[Start of Attachment]

//! Error taxonomy shared by every source adapter and the playback resolver.

use thiserror::Error;

pub type Result<T> = std::result::Result<T, SourceError>;

#[derive(Error, Debug)]
pub enum SourceError {
    /// Network failure, timeout or non-success HTTP status
    #[error("HTTP error: {0}")]
    Http(#[from] reqwest::Error),

    /// Body was not valid JSON
    #[error("JSON parsing error: {0}")]
    Json(#[from] serde_json::Error),

    /// A required field or key path is missing from a backend response
    #[error("Unexpected response schema: {0}")]
    Schema(String),

    #[error("Unparseable date {value:?}: {source}")]
    Date {
        value: String,
        #[source]
        source: chrono::ParseError,
    },

    /// The credential chain could not produce a token
    #[error("Credential bootstrap failed: {0}")]
    Bootstrap(String),

    #[error("Could not resolve a playable URL: {0}")]
    Resolve(String),

    /// No adapter is registered for this snippet's backend
    #[error("Unsupported snippet: {0}")]
    UnsupportedSnippet(String),

    #[error("Request cancelled")]
    Cancelled,

    #[error("Playback sink error: {0}")]
    Playback(#[from] anyhow::Error),
}

impl SourceError {
    pub fn schema(msg: impl Into<String>) -> Self {
        Self::Schema(msg.into())
    }

    /// Transport and cancellation failures leave the response unread;
    /// everything else means the backend answered with something unusable.
    pub fn is_transport(&self) -> bool {
        matches!(self, SourceError::Http(_) | SourceError::Cancelled)
    }
}
// 该文件是 Jiannan （剑南东川） 项目的一部分。
// src/task.rs - 请求调度与生命周期
//
// 本文件根据 Apache 许可证第 2.0 版（以下简称“许可证”）授权使用；
// 除非遵守该许可证条款，否则您不得使用本文件。
// 您可通过以下网址获取许可证副本：
// http://www.apache.org/licenses/LICENSE-2.0
// 除非适用法律要求或书面同意，根据本许可协议分发的软件均按“原样”提供，
// 不附带任何形式的明示或暗示的保证或条件。
// 有关许可权限与限制的具体条款，请参阅本许可协议。
//
// Copyright (C) 2026 Johann Li <me@qinka.pro>, Wareless Group

use std::sync::atomic::{AtomicU64, Ordering};
use std::sync::mpsc::{Receiver, RecvTimeoutError, Sender, SyncSender, TrySendError};
use std::sync::{Arc, Mutex, mpsc};
use std::thread::{self, JoinHandle};
use std::time::Duration;

use thiserror::Error;
use tracing::{debug, info, warn};

use crate::context::{ContextError, ContextPool};
use crate::decode::{DecodeError, DecodeLimits, Decoder};
use crate::pipeline::{self, Deadline, PipelineError, PipelineResult};

static NEXT_REQUEST_ID: AtomicU64 = AtomicU64::new(1);

/// 入站请求：载荷字节、声明类型与请求号。
///
/// 进入执行后由对应槽位独占，产生终态后即被丢弃。
#[derive(Debug)]
pub struct ImageRequest {
  pub id: u64,
  pub content_type: String,
  pub payload: Vec<u8>,
}

impl ImageRequest {
  pub fn new(content_type: impl Into<String>, payload: Vec<u8>) -> Self {
    Self {
      id: NEXT_REQUEST_ID.fetch_add(1, Ordering::Relaxed),
      content_type: content_type.into(),
      payload,
    }
  }
}

/// 服务级错误分类，所有上游错误在生命周期边界收敛到这里。
#[derive(Error, Debug)]
pub enum ServiceError {
  #[error("图像解码失败: {0}")]
  Decode(#[from] DecodeError),
  #[error("引擎上下文耗尽: 等待 {waited_ms} 毫秒后仍不可用")]
  ResourceExhausted { waited_ms: u64 },
  #[error("服务过载: 等待队列已满 (上限 {queue_bound})")]
  Overloaded { queue_bound: usize },
  #[error("请求超时: 预算 {budget_ms} 毫秒")]
  Timeout { budget_ms: u64 },
  #[error("处理失败 (阶段 {stage}): {detail}")]
  Processing { stage: &'static str, detail: String },
}

impl ServiceError {
  /// 线上契约中的错误种类标识。
  pub fn kind(&self) -> &'static str {
    match self {
      ServiceError::Decode(e) => e.kind(),
      ServiceError::ResourceExhausted { .. } => "resource_exhausted",
      ServiceError::Overloaded { .. } => "overloaded",
      ServiceError::Timeout { .. } => "timeout",
      ServiceError::Processing { .. } => "processing",
    }
  }
}

impl From<ContextError> for ServiceError {
  fn from(err: ContextError) -> Self {
    match err {
      ContextError::Exhausted { waited_ms } => ServiceError::ResourceExhausted { waited_ms },
      ContextError::Init(e) => ServiceError::Processing {
        stage: "context",
        detail: e.to_string(),
      },
    }
  }
}

/// 每个请求恰好一个终态。
#[derive(Debug)]
pub enum RequestOutcome {
  Success(PipelineResult),
  Failure(ServiceError),
}

#[derive(Debug, Clone)]
pub struct ServiceConfig {
  /// 执行槽位数量，与上下文池容量一致
  pub workers: usize,
  /// 等待队列上限，超出即快速拒绝
  pub queue_bound: usize,
  /// 覆盖 解码 + 等待上下文 + 流水线 的单请求预算
  pub request_timeout: Duration,
  pub limits: DecodeLimits,
}

impl Default for ServiceConfig {
  fn default() -> Self {
    Self {
      workers: 2,
      queue_bound: 32,
      request_timeout: Duration::from_secs(10),
      limits: DecodeLimits::default(),
    }
  }
}

#[derive(Debug, Clone, Copy)]
enum SlotState {
  Idle,
  Decoding,
  AwaitingContext,
  Processing,
  Completing,
}

fn transition(slot: usize, request: u64, state: SlotState) {
  debug!("槽位 {} (请求 {}) -> {:?}", slot, request, state);
}

struct Job {
  request: ImageRequest,
  deadline: Deadline,
  reply: Sender<RequestOutcome>,
}

/// 等待某个请求终态的句柄。
pub struct OutcomeHandle {
  id: u64,
  deadline: Deadline,
  rx: Receiver<RequestOutcome>,
}

impl OutcomeHandle {
  pub fn id(&self) -> u64 {
    self.id
  }

  /// 阻塞等待终态。
  ///
  /// 截止时间先到即返回 `Timeout`；在途阶段会继续跑完，
  /// 其结果被丢弃，上下文照常由守卫归还。
  pub fn wait(self) -> RequestOutcome {
    match self.rx.recv_timeout(self.deadline.remaining()) {
      Ok(outcome) => outcome,
      Err(RecvTimeoutError::Timeout) => {
        debug!("请求 {} 超时, 在途结果将被丢弃", self.id);
        RequestOutcome::Failure(ServiceError::Timeout {
          budget_ms: self.deadline.budget().as_millis() as u64,
        })
      }
      Err(RecvTimeoutError::Disconnected) => RequestOutcome::Failure(ServiceError::Processing {
        stage: "dispatch",
        detail: "工作线程意外退出".to_string(),
      }),
    }
  }
}

/// 固定槽位的工作池与准入控制。
///
/// 槽位按 Idle → Decoding → AwaitingContext → Processing →
/// Completing → Idle 流转，失败路径同样回到 Idle，绝不滞留。
pub struct Dispatcher {
  tx: Option<SyncSender<Job>>,
  workers: Vec<JoinHandle<()>>,
  config: ServiceConfig,
}

impl Dispatcher {
  pub fn new(config: ServiceConfig, pool: Arc<ContextPool>) -> Self {
    let (tx, rx) = mpsc::sync_channel::<Job>(config.queue_bound);
    let shared_rx = Arc::new(Mutex::new(rx));

    let workers = (0..config.workers.max(1))
      .map(|slot| {
        let rx = shared_rx.clone();
        let pool = pool.clone();
        let decoder = Decoder::new(config.limits);
        thread::Builder::new()
          .name(format!("jiannan-worker-{slot}"))
          .spawn(move || worker_loop(slot, rx, pool, decoder))
          .expect("无法创建工作线程")
      })
      .collect();

    info!(
      "调度器启动: {} 个执行槽位, 队列上限 {}, 请求预算 {:?}",
      config.workers.max(1),
      config.queue_bound,
      config.request_timeout
    );

    Self {
      tx: Some(tx),
      workers,
      config,
    }
  }

  pub fn config(&self) -> &ServiceConfig {
    &self.config
  }

  /// 准入控制：队列有空位则接收，否则立即以 `Overloaded` 拒绝。
  pub fn submit(&self, request: ImageRequest) -> Result<OutcomeHandle, ServiceError> {
    let id = request.id;
    let deadline = Deadline::after(self.config.request_timeout);
    let (reply_tx, reply_rx) = mpsc::channel();

    let tx = self.tx.as_ref().expect("调度器已关闭");
    match tx.try_send(Job {
      request,
      deadline,
      reply: reply_tx,
    }) {
      Ok(()) => Ok(OutcomeHandle {
        id,
        deadline,
        rx: reply_rx,
      }),
      Err(TrySendError::Full(_)) => {
        warn!("请求 {} 被拒绝: 等待队列已满", id);
        Err(ServiceError::Overloaded {
          queue_bound: self.config.queue_bound,
        })
      }
      Err(TrySendError::Disconnected(_)) => Err(ServiceError::Processing {
        stage: "dispatch",
        detail: "工作线程已退出".to_string(),
      }),
    }
  }

  /// 生命周期入口：提交并等待，任何路径都恰好产生一个终态。
  pub fn handle(&self, request: ImageRequest) -> RequestOutcome {
    match self.submit(request) {
      Ok(handle) => handle.wait(),
      Err(e) => RequestOutcome::Failure(e),
    }
  }
}

impl Drop for Dispatcher {
  fn drop(&mut self) {
    // 关闭队列, 等待槽位清空
    drop(self.tx.take());
    for handle in self.workers.drain(..) {
      let _ = handle.join();
    }
  }
}

fn worker_loop(slot: usize, rx: Arc<Mutex<Receiver<Job>>>, pool: Arc<ContextPool>, decoder: Decoder) {
  loop {
    let job = {
      let guard = rx.lock().expect("任务队列互斥锁中毒");
      guard.recv()
    };
    let Ok(job) = job else {
      debug!("槽位 {} 收到关闭信号, 退出", slot);
      break;
    };

    let id = job.request.id;
    let outcome = execute(slot, job.request, &job.deadline, &pool, &decoder);
    // 调用方可能已超时离开, 此时结果被丢弃
    if job.reply.send(outcome).is_err() {
      debug!("请求 {} 的调用方已离开, 结果被丢弃", id);
    }
    transition(slot, id, SlotState::Idle);
  }
}

fn execute(
  slot: usize,
  request: ImageRequest,
  deadline: &Deadline,
  pool: &ContextPool,
  decoder: &Decoder,
) -> RequestOutcome {
  let id = request.id;

  transition(slot, id, SlotState::Decoding);
  let frame = match decoder.decode(&request.payload, &request.content_type) {
    Ok(frame) => frame,
    Err(e) => return RequestOutcome::Failure(ServiceError::Decode(e)),
  };
  // 载荷在解码后不再需要
  drop(request);

  if deadline.expired() {
    return RequestOutcome::Failure(ServiceError::Timeout {
      budget_ms: deadline.budget().as_millis() as u64,
    });
  }

  transition(slot, id, SlotState::AwaitingContext);
  let mut ctx = match pool.acquire(deadline.remaining()) {
    Ok(ctx) => ctx,
    Err(e) => return RequestOutcome::Failure(e.into()),
  };

  transition(slot, id, SlotState::Processing);
  let outcome = match pipeline::run(frame, &mut *ctx, deadline) {
    Ok(result) => RequestOutcome::Success(result),
    Err(PipelineError::Deadline(stage)) => {
      debug!("请求 {} 在 {} 阶段边界放弃", id, stage);
      RequestOutcome::Failure(ServiceError::Timeout {
        budget_ms: deadline.budget().as_millis() as u64,
      })
    }
    Err(PipelineError::Stage { stage, cause }) => RequestOutcome::Failure(ServiceError::Processing {
      stage,
      detail: cause.to_string(),
    }),
  };

  transition(slot, id, SlotState::Completing);
  // ctx 守卫在此归还上下文 —— 成功与失败路径一致
  drop(ctx);
  outcome
}

#[cfg(test)]
mod tests {
  use super::*;
  use crate::engine::{Engine, EngineBuilder, EngineError, Region, Tensor};

  struct EmptyEngine;

  impl Engine for EmptyEngine {
    fn name(&self) -> &'static str {
      "empty"
    }

    fn input_size(&self) -> (u32, u32) {
      (8, 8)
    }

    fn analyze(&mut self, _tensor: &Tensor) -> Result<Vec<Region>, EngineError> {
      Ok(Vec::new())
    }
  }

  struct EmptyBuilder;

  impl EngineBuilder for EmptyBuilder {
    fn build(&self) -> Result<Box<dyn Engine>, EngineError> {
      Ok(Box::new(EmptyEngine))
    }
  }

  fn png_bytes() -> Vec<u8> {
    let image = image::RgbImage::new(16, 16);
    let mut buffer = std::io::Cursor::new(Vec::new());
    image
      .write_to(&mut buffer, image::ImageFormat::Png)
      .expect("PNG 编码失败");
    buffer.into_inner()
  }

  #[test]
  fn valid_request_reaches_success() {
    let pool = Arc::new(ContextPool::new(1, Box::new(EmptyBuilder)));
    let dispatcher = Dispatcher::new(ServiceConfig::default(), pool);

    let outcome = dispatcher.handle(ImageRequest::new("image/png", png_bytes()));
    assert!(matches!(outcome, RequestOutcome::Success(_)));
  }

  #[test]
  fn decode_failure_becomes_failure_outcome() {
    let pool = Arc::new(ContextPool::new(1, Box::new(EmptyBuilder)));
    let dispatcher = Dispatcher::new(ServiceConfig::default(), pool.clone());

    let outcome = dispatcher.handle(ImageRequest::new("image/png", vec![0u8; 32]));
    match outcome {
      RequestOutcome::Failure(e) => assert_eq!(e.kind(), "malformed"),
      RequestOutcome::Success(_) => panic!("损坏载荷不应成功"),
    }
    // 解码失败不触碰上下文池
    assert_eq!(pool.built(), 0);
  }

  #[test]
  fn request_ids_are_unique() {
    let a = ImageRequest::new("image/png", Vec::new());
    let b = ImageRequest::new("image/png", Vec::new());
    assert_ne!(a.id, b.id);
  }
}
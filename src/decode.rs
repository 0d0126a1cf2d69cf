// 该文件是 Jiannan （剑南东川） 项目的一部分。
// src/decode.rs - 图像载荷解码
//
// 本文件根据 Apache 许可证第 2.0 版（以下简称“许可证”）授权使用；
// 除非遵守该许可证条款，否则您不得使用本文件。
// 您可通过以下网址获取许可证副本：
// http://www.apache.org/licenses/LICENSE-2.0
// 除非适用法律要求或书面同意，根据本许可协议分发的软件均按“原样”提供，
// 不附带任何形式的明示或暗示的保证或条件。
// 有关许可权限与限制的具体条款，请参阅本许可协议。
//
// Copyright (C) 2026 Johann Li <me@qinka.pro>, Wareless Group

use std::io::Cursor;

use image::{ImageFormat, ImageReader};
use thiserror::Error;
use tracing::debug;

use crate::frame::RgbFrame;

#[derive(Error, Debug)]
pub enum DecodeError {
  #[error("图像数据损坏: {0}")]
  Malformed(String),
  #[error("不支持的图像类型: {0}")]
  Unsupported(String),
  #[error("图像超出限制: {0}")]
  TooLarge(String),
}

impl DecodeError {
  pub fn kind(&self) -> &'static str {
    match self {
      DecodeError::Malformed(_) => "malformed",
      DecodeError::Unsupported(_) => "unsupported",
      DecodeError::TooLarge(_) => "too_large",
    }
  }
}

/// 解码上限。字节数在任何解码动作之前检查，
/// 像素尺寸在分配像素缓冲之前检查（头部信息即可得到）。
#[derive(Debug, Clone, Copy)]
pub struct DecodeLimits {
  pub max_bytes: usize,
  pub max_dimension: u32,
}

impl Default for DecodeLimits {
  fn default() -> Self {
    Self {
      max_bytes: 8 * 1024 * 1024,
      max_dimension: 4096,
    }
  }
}

#[derive(Debug, Clone, Copy, Default)]
pub struct Decoder {
  limits: DecodeLimits,
}

impl Decoder {
  pub fn new(limits: DecodeLimits) -> Self {
    Self { limits }
  }

  pub fn limits(&self) -> &DecodeLimits {
    &self.limits
  }

  /// 把载荷字节解码为 RGB 帧。
  ///
  /// 声明类型必须与字节的魔数一致；超出字节或尺寸上限的载荷
  /// 在分配像素内存之前即被拒绝。失败不会产生部分帧。
  pub fn decode(&self, bytes: &[u8], declared_type: &str) -> Result<RgbFrame, DecodeError> {
    if bytes.len() > self.limits.max_bytes {
      return Err(DecodeError::TooLarge(format!(
        "载荷 {} 字节, 上限 {} 字节",
        bytes.len(),
        self.limits.max_bytes
      )));
    }

    let declared = ImageFormat::from_mime_type(declared_type)
      .ok_or_else(|| DecodeError::Unsupported(declared_type.to_string()))?;
    if !matches!(declared, ImageFormat::Png | ImageFormat::Jpeg) {
      return Err(DecodeError::Unsupported(declared_type.to_string()));
    }

    let sniffed = image::guess_format(bytes)
      .map_err(|e| DecodeError::Malformed(format!("无法识别图像头: {}", e)))?;
    if sniffed != declared {
      return Err(DecodeError::Malformed(format!(
        "声明类型为 {:?}, 字节魔数为 {:?}",
        declared, sniffed
      )));
    }

    // 仅读取头部取得尺寸，炸弹式载荷到此为止
    let (width, height) = ImageReader::with_format(Cursor::new(bytes), declared)
      .into_dimensions()
      .map_err(|e| DecodeError::Malformed(format!("无法读取图像尺寸: {}", e)))?;
    if width == 0 || height == 0 {
      return Err(DecodeError::Malformed(format!(
        "图像尺寸无效: {}x{}",
        width, height
      )));
    }
    if width > self.limits.max_dimension || height > self.limits.max_dimension {
      return Err(DecodeError::TooLarge(format!(
        "图像 {}x{}, 单边上限 {}",
        width, height, self.limits.max_dimension
      )));
    }

    let image = ImageReader::with_format(Cursor::new(bytes), declared)
      .decode()
      .map_err(|e| DecodeError::Malformed(format!("解码失败: {}", e)))?;
    debug!("解码完成: {}x{} ({:?})", width, height, declared);

    Ok(RgbFrame::from(image.to_rgb8()))
  }
}

#[cfg(test)]
mod tests {
  use super::*;
  use image::RgbImage;

  fn png_bytes(width: u32, height: u32) -> Vec<u8> {
    let image = RgbImage::new(width, height);
    let mut buffer = Cursor::new(Vec::new());
    image
      .write_to(&mut buffer, ImageFormat::Png)
      .expect("PNG 编码失败");
    buffer.into_inner()
  }

  #[test]
  fn valid_png_decodes_within_limits() {
    let decoder = Decoder::default();
    let frame = decoder.decode(&png_bytes(16, 8), "image/png").expect("应当解码成功");
    assert_eq!(frame.width(), 16);
    assert_eq!(frame.height(), 8);
  }

  #[test]
  fn payload_over_byte_limit_is_too_large() {
    let decoder = Decoder::new(DecodeLimits {
      max_bytes: 16,
      max_dimension: 4096,
    });
    let err = decoder.decode(&png_bytes(16, 16), "image/png").unwrap_err();
    assert_eq!(err.kind(), "too_large");
  }

  #[test]
  fn dimensions_over_limit_are_too_large_before_decode() {
    let decoder = Decoder::new(DecodeLimits {
      max_bytes: 8 * 1024 * 1024,
      max_dimension: 16,
    });
    let err = decoder.decode(&png_bytes(32, 8), "image/png").unwrap_err();
    assert_eq!(err.kind(), "too_large");
  }

  #[test]
  fn garbage_bytes_are_malformed() {
    let decoder = Decoder::default();
    let err = decoder.decode(&[0u8; 64], "image/png").unwrap_err();
    assert_eq!(err.kind(), "malformed");
  }

  #[test]
  fn declared_type_must_match_magic_bytes() {
    let decoder = Decoder::default();
    let err = decoder.decode(&png_bytes(8, 8), "image/jpeg").unwrap_err();
    assert_eq!(err.kind(), "malformed");
  }

  #[test]
  fn unknown_content_type_is_unsupported() {
    let decoder = Decoder::default();
    let err = decoder.decode(&png_bytes(8, 8), "image/bmp").unwrap_err();
    assert_eq!(err.kind(), "unsupported");
  }
}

[End of Attachment]

PROBLEM - Where the word "struct" is present in a line of the listing, copy that line.

ANSWER -
pub struct ImageRequest {
pub struct ServiceConfig {
struct Job {
pub struct OutcomeHandle {
pub struct Dispatcher {
  struct EmptyEngine;
  struct EmptyBuilder;
pub struct DecodeLimits {
pub struct Decoder {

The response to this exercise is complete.